Sabías que?
Creado el Miércoles, 10 de Febrero del 2016 11:27:52 pm
En la palabra que viene de lo alto adquiere nueva profundidad la invitación con la que Jesús mismo, al inicio de la vida pública, les había llamado a su seguimiento, sacándolos de su vida ordinaria y acogiéndolos en su intimidad. Precisamente de esta especial gracia de intimidad surge, en la vida consagrada, la posibilidad y la exigencia de la entrega total de sí mismo en la profesión de los consejos evangélicos. Estos, antes que una renuncia, son una específica acogida del misterio de Cristo, vivida en la Iglesia.En efecto, en la unidad de la vida cristiana las distintas vocaciones son como rayos de la única luz de Cristo, « que resplandece sobre el rostro de la Iglesia ». Los laicos, en virtud del carácter secular de su vocación, reflejan el misterio del Verbo Encarnado en cuanto Alfa y Omega del mundo, fundamento y medida del valor de todas las cosas creadas. Los ministros sagrados, por su parte, son imágenes vivas de Cristo cabeza y pastor, que guía a su pueblo en el tiempo del « ya pero todavía no », a la espera de su venida en la gloria. A la vida consagrada se confía la misión de señalar al Hijo de Dios hecho hombre como la meta escatológica a la que todo tiende, el resplandor ante el cual cualquier otra luz languidece, la infinita belleza que, sola, puede satisfacer totalmente el corazón humano. Por tanto, en la vida consagrada no se trata sólo de seguir a Cristo con todo el corazón, amándolo « más que al padre o a la madre, más que al hijo o a la hija » (cf. Mt 10, 37), como se pide a todo discípulo, sino de vivirlo y expresarlo con la adhesión «conformadora» con Cristo de toda la existencia, en una tensión global que anticipa, en la medida posible en el tiempo y según los diversos carismas, la perfección escatológica.

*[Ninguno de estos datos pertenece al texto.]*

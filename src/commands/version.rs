// `devbox-update version`: print our own version.

use crate::libs::orchestrator::EXIT_OK;
use crate::schemas::registry_file::OBSERVED_SCHEMA;
use colored::Colorize;

pub fn run() -> i32 {
    println!("{} {}", env!("CARGO_PKG_NAME").bold(), env!("CARGO_PKG_VERSION").green());
    println!("profile registry layout: {}", OBSERVED_SCHEMA.dimmed());
    EXIT_OK
}
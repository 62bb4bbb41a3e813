//! # Profile Fanout
//!
//! Editors install an extension into the default profile only. To reach every other
//! profile we replicate what the primary install produced:
//!
//! 1. ensure the profile's extension storage exists,
//! 2. remove stale `<identifier>-<version>` directories,
//! 3. copy the freshly materialized package directory,
//! 4. rewrite the profile's `extensions.json` with exactly one record for the identifier.
//!
//! Fanout never creates profiles. It only writes into profiles the detector found.

use crate::libs::detector::package_dir_version;
use crate::libs::utilities::file_operations::{copy_dir_recursive, remove_dir_if_exists, write_atomic};
use crate::log_debug;
use crate::schemas::detection::ProfileState;
use crate::schemas::registry_file::{ExtensionRecord, UNIVERSAL_PLATFORM, record_id, record_target_platform};
use colored::Colorize;
use regex::Regex;
use serde_json::Value;
use std::fs;
use std::io;
use std::path::{Path, PathBuf};
use thiserror::Error;

#[derive(Debug, Error)]
pub enum FanoutError {
    #[error("{action} {path}: {source}")]
    Io {
        action: &'static str,
        path: PathBuf,
        #[source]
        source: io::Error,
    },

    #[error("registry {path} is not a JSON array of records")]
    MalformedRegistry { path: PathBuf },

    #[error("materialized package {0} has no directory name")]
    UnnamedPackage(PathBuf),
}

/// Registry file inside an extension store.
pub const DEFAULT_REGISTRY_FILE: &str = "extensions.json";

fn io_error<'a>(action: &'static str, path: &'a Path) -> impl FnOnce(io::Error) -> FanoutError + 'a {
    move |source| FanoutError::Io {
        action,
        path: path.to_path_buf(),
        source,
    }
}

/// Replicates `package_dir` into `profile` and registers it. Returns the new package path.
pub fn replicate(
    package_dir: &Path,
    profile: &ProfileState,
    identifier: &str,
    version: &str,
    target_platform: &str,
    installed_timestamp: i64,
) -> Result<PathBuf, FanoutError> {
    let dir_name = package_dir
        .file_name()
        .ok_or_else(|| FanoutError::UnnamedPackage(package_dir.to_path_buf()))?;

    fs::create_dir_all(&profile.storage_path)
        .map_err(io_error("failed to create", &profile.storage_path))?;

    let removed = remove_stale_packages(&profile.storage_path, identifier)?;
    if removed > 0 {
        log_debug!(
            "[DBU::Fanout] Removed {} stale package dir(s) from profile {}",
            removed,
            profile.id.cyan()
        );
    }

    let destination = profile.storage_path.join(dir_name);
    copy_dir_recursive(package_dir, &destination).map_err(io_error("failed to copy into", &destination))?;

    let record = ExtensionRecord::new(identifier, version, target_platform, &destination, installed_timestamp);
    patch_registry(&profile.registry_path, identifier, &record)?;

    Ok(destination)
}

/// Platform the materialized package was built for.
///
/// The editor records its choice in the registry next to the package; an unpacked package
/// also carries it in `.vsixmanifest`. A package with neither is universal.
pub fn package_target_platform(package_dir: &Path, identifier: &str) -> String {
    let from_registry = package_dir
        .parent()
        .map(|store| store.join(DEFAULT_REGISTRY_FILE))
        .and_then(|registry| read_registry(&registry).ok())
        .and_then(|records| {
            records
                .iter()
                .filter(|entry| record_id(entry).is_some_and(|id| id.eq_ignore_ascii_case(identifier)))
                .find_map(|entry| record_target_platform(entry).map(str::to_string))
        });

    from_registry
        .or_else(|| manifest_target_platform(package_dir))
        .unwrap_or_else(|| UNIVERSAL_PLATFORM.to_string())
}

fn manifest_target_platform(package_dir: &Path) -> Option<String> {
    let manifest = fs::read_to_string(package_dir.join(".vsixmanifest")).ok()?;
    let pattern = Regex::new(r#"TargetPlatform="([^"]+)""#).ok()?;
    Some(pattern.captures(&manifest)?.get(1)?.as_str().to_string())
}

/// Deletes every `<identifier>-<version>` directory in `storage`.
pub fn remove_stale_packages(storage: &Path, identifier: &str) -> Result<usize, FanoutError> {
    let entries = fs::read_dir(storage).map_err(io_error("failed to read", storage))?;
    let mut removed = 0;

    for entry in entries.flatten() {
        let name = entry.file_name().to_string_lossy().to_string();
        if package_dir_version(&name, identifier).is_none() {
            continue;
        }
        let path = entry.path();
        if remove_dir_if_exists(&path).map_err(io_error("failed to remove", &path))? {
            removed += 1;
        }
    }
    Ok(removed)
}

/// Filters every record of `identifier` out of the registry, appends `record` and rewrites
/// the file atomically. Unrelated records are written back exactly as they were read.
///
/// A missing or empty registry file is treated as an empty list. A file that exists but is
/// not a JSON array is left alone and reported.
pub fn patch_registry(registry: &Path, identifier: &str, record: &ExtensionRecord) -> Result<(), FanoutError> {
    let mut records = read_registry(registry)?;
    records.retain(|entry| !record_id(entry).is_some_and(|id| id.eq_ignore_ascii_case(identifier)));

    let fresh = serde_json::to_value(record).map_err(|e| FanoutError::Io {
        action: "failed to serialize record for",
        path: registry.to_path_buf(),
        source: io::Error::other(e),
    })?;
    records.push(fresh);

    let contents = serde_json::to_vec(&records).map_err(|e| FanoutError::Io {
        action: "failed to serialize",
        path: registry.to_path_buf(),
        source: io::Error::other(e),
    })?;
    write_atomic(registry, &contents).map_err(io_error("failed to write", registry))?;

    log_debug!(
        "[DBU::Fanout] Registry {} now holds {} record(s)",
        registry.display().to_string().dimmed(),
        records.len()
    );
    Ok(())
}

fn read_registry(registry: &Path) -> Result<Vec<Value>, FanoutError> {
    let raw = match fs::read_to_string(registry) {
        Ok(raw) => raw,
        Err(e) if e.kind() == io::ErrorKind::NotFound => return Ok(Vec::new()),
        Err(e) => return Err(io_error("failed to read", registry)(e)),
    };
    if raw.trim().is_empty() {
        return Ok(Vec::new());
    }

    match serde_json::from_str::<Value>(&raw) {
        Ok(Value::Array(records)) => Ok(records),
        _ => Err(FanoutError::MalformedRegistry {
            path: registry.to_path_buf(),
        }),
    }
}

#[cfg(test)]
mod tests {
    use super::*;
    use crate::libs::test_support::make_package_dir;
    use crate::schemas::detection::InstalledVersion;
    use serde_json::json;
    use tempfile::tempdir;

    const ID: &str = "esbenp.prettier-vscode";

    fn profile(root: &Path, id: &str) -> ProfileState {
        let dir = root.join("profiles").join(id);
        ProfileState {
            id: id.to_string(),
            storage_path: dir.join("extensions"),
            registry_path: dir.join("extensions.json"),
            installed: InstalledVersion::NotInstalled,
            is_default: false,
        }
    }

    fn entries_for(registry: &Path, identifier: &str) -> Vec<Value> {
        let records: Vec<Value> = serde_json::from_str(&fs::read_to_string(registry).unwrap()).unwrap();
        records
            .into_iter()
            .filter(|r| record_id(r) == Some(identifier))
            .collect()
    }

    #[test]
    fn both_profiles_end_with_exactly_one_current_entry() {
        let temp = tempdir().unwrap();
        let store = temp.path().join("extensions");
        make_package_dir(&store, "esbenp.prettier-vscode-11.0.0");
        let package = store.join("esbenp.prettier-vscode-11.0.0");

        let a = profile(temp.path(), "a");
        let b = profile(temp.path(), "b");
        fs::create_dir_all(a.storage_path.join("esbenp.prettier-vscode-10.0.0")).unwrap();
        fs::write(
            &a.registry_path,
            json!([
                { "identifier": { "id": ID }, "version": "10.0.0" },
                { "identifier": { "id": "ms-python.python" }, "version": "2024.1.0", "extra": { "kept": true } }
            ])
            .to_string(),
        )
        .unwrap();
        fs::create_dir_all(b.storage_path.parent().unwrap()).unwrap();

        for p in [&a, &b] {
            replicate(&package, p, ID, "11.0.0", UNIVERSAL_PLATFORM, 1_760_870_400_000).unwrap();
        }

        for p in [&a, &b] {
            let entries = entries_for(&p.registry_path, ID);
            assert_eq!(entries.len(), 1, "profile {}", p.id);
            assert_eq!(entries[0]["version"], "11.0.0");
            assert!(p.storage_path.join("esbenp.prettier-vscode-11.0.0/package.json").is_file());
        }

        // Stale copy gone, unrelated record untouched.
        assert!(!a.storage_path.join("esbenp.prettier-vscode-10.0.0").exists());
        let other = entries_for(&a.registry_path, "ms-python.python");
        assert_eq!(other[0], json!({ "identifier": { "id": "ms-python.python" }, "version": "2024.1.0", "extra": { "kept": true } }));
    }

    #[test]
    fn identifier_match_is_case_insensitive() {
        let temp = tempdir().unwrap();
        let registry = temp.path().join("extensions.json");
        fs::write(&registry, json!([{ "identifier": { "id": "Esbenp.Prettier-VSCode" }, "version": "9.0.0" }]).to_string()).unwrap();

        let record = ExtensionRecord::new(ID, "11.0.0", UNIVERSAL_PLATFORM, &temp.path().join("esbenp.prettier-vscode-11.0.0"), 0);
        patch_registry(&registry, ID, &record).unwrap();

        let records: Vec<Value> = serde_json::from_str(&fs::read_to_string(&registry).unwrap()).unwrap();
        assert_eq!(records.len(), 1);
        assert_eq!(records[0]["version"], "11.0.0");
    }

    #[test]
    fn malformed_registry_is_left_untouched() {
        let temp = tempdir().unwrap();
        let registry = temp.path().join("extensions.json");
        fs::write(&registry, r#"{"not":"an array"}"#).unwrap();

        let record = ExtensionRecord::new(ID, "11.0.0", UNIVERSAL_PLATFORM, &temp.path().join("x-11.0.0"), 0);
        let err = patch_registry(&registry, ID, &record).unwrap_err();

        assert!(matches!(err, FanoutError::MalformedRegistry { .. }));
        assert_eq!(fs::read_to_string(&registry).unwrap(), r#"{"not":"an array"}"#);
    }

    #[test]
    fn unrelated_lookalike_directories_survive() {
        let temp = tempdir().unwrap();
        fs::create_dir_all(temp.path().join("esbenp.prettier-vscode-insiders-1.0.0")).unwrap();
        fs::create_dir_all(temp.path().join("esbenp.prettier-vscode-9.0.0")).unwrap();

        assert_eq!(remove_stale_packages(temp.path(), ID).unwrap(), 1);
        assert!(temp.path().join("esbenp.prettier-vscode-insiders-1.0.0").exists());
    }

    #[test]
    fn platform_comes_from_editor_registry_then_manifest() {
        let temp = tempdir().unwrap();
        let store = temp.path().join("extensions");
        make_package_dir(&store, "esbenp.prettier-vscode-11.0.0");
        let package = store.join("esbenp.prettier-vscode-11.0.0");

        assert_eq!(package_target_platform(&package, ID), "universal");

        fs::write(
            package.join(".vsixmanifest"),
            r#"<PackageManifest><Metadata><Identity Id="prettier-vscode" Version="11.0.0" TargetPlatform="linux-arm64" Publisher="esbenp"/></Metadata></PackageManifest>"#,
        )
        .unwrap();
        assert_eq!(package_target_platform(&package, ID), "linux-arm64");

        fs::write(
            store.join("extensions.json"),
            json!([{ "identifier": { "id": ID }, "version": "11.0.0", "metadata": { "targetPlatform": "linux-x64" } }])
                .to_string(),
        )
        .unwrap();
        assert_eq!(package_target_platform(&package, ID), "linux-x64");
    }
}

En efecto, mediante la profesión de los consejos evangélicos la persona consagrada no sólo hace de Cristo el centro de la propia vida, sino que se preocupa de reproducir en sí mismo, en cuanto es posible, «aquella forma de vida que escogió el Hijo de Dios al venir al mundo»[27]. Abrazando la virginidad, hace suyo el amor virginal de Cristo y lo confiesa al mundo como Hijo unigénito, uno con el Padre (cf. Jn 10, 30; 14, 11); imitando su pobreza, lo confiesa como Hijo que todo lo recibe del Padre y todo lo devuelve en el amor (cf. Jn 17, 7.10); adhiriéndose, con el sacrificio de la propia libertad, al misterio de la obediencia filial, lo confiesa infinitamente amado y amante, como Aquel que se complace sólo en la voluntad del Padre (cf. Jn 4, 34), al que está perfectamente unido y del que depende en todo.
Con tal identificación « conformadora » con el misterio de Cristo, la vida consagrada realiza por un título especial aquella confessio Trinitatis que caracteriza toda la vida cristiana, reconociendo con admiración la sublime belleza de Dios Padre, Hijo y Espíritu Santo y testimoniando con alegría su amorosa condescendencia hacia cada ser humano.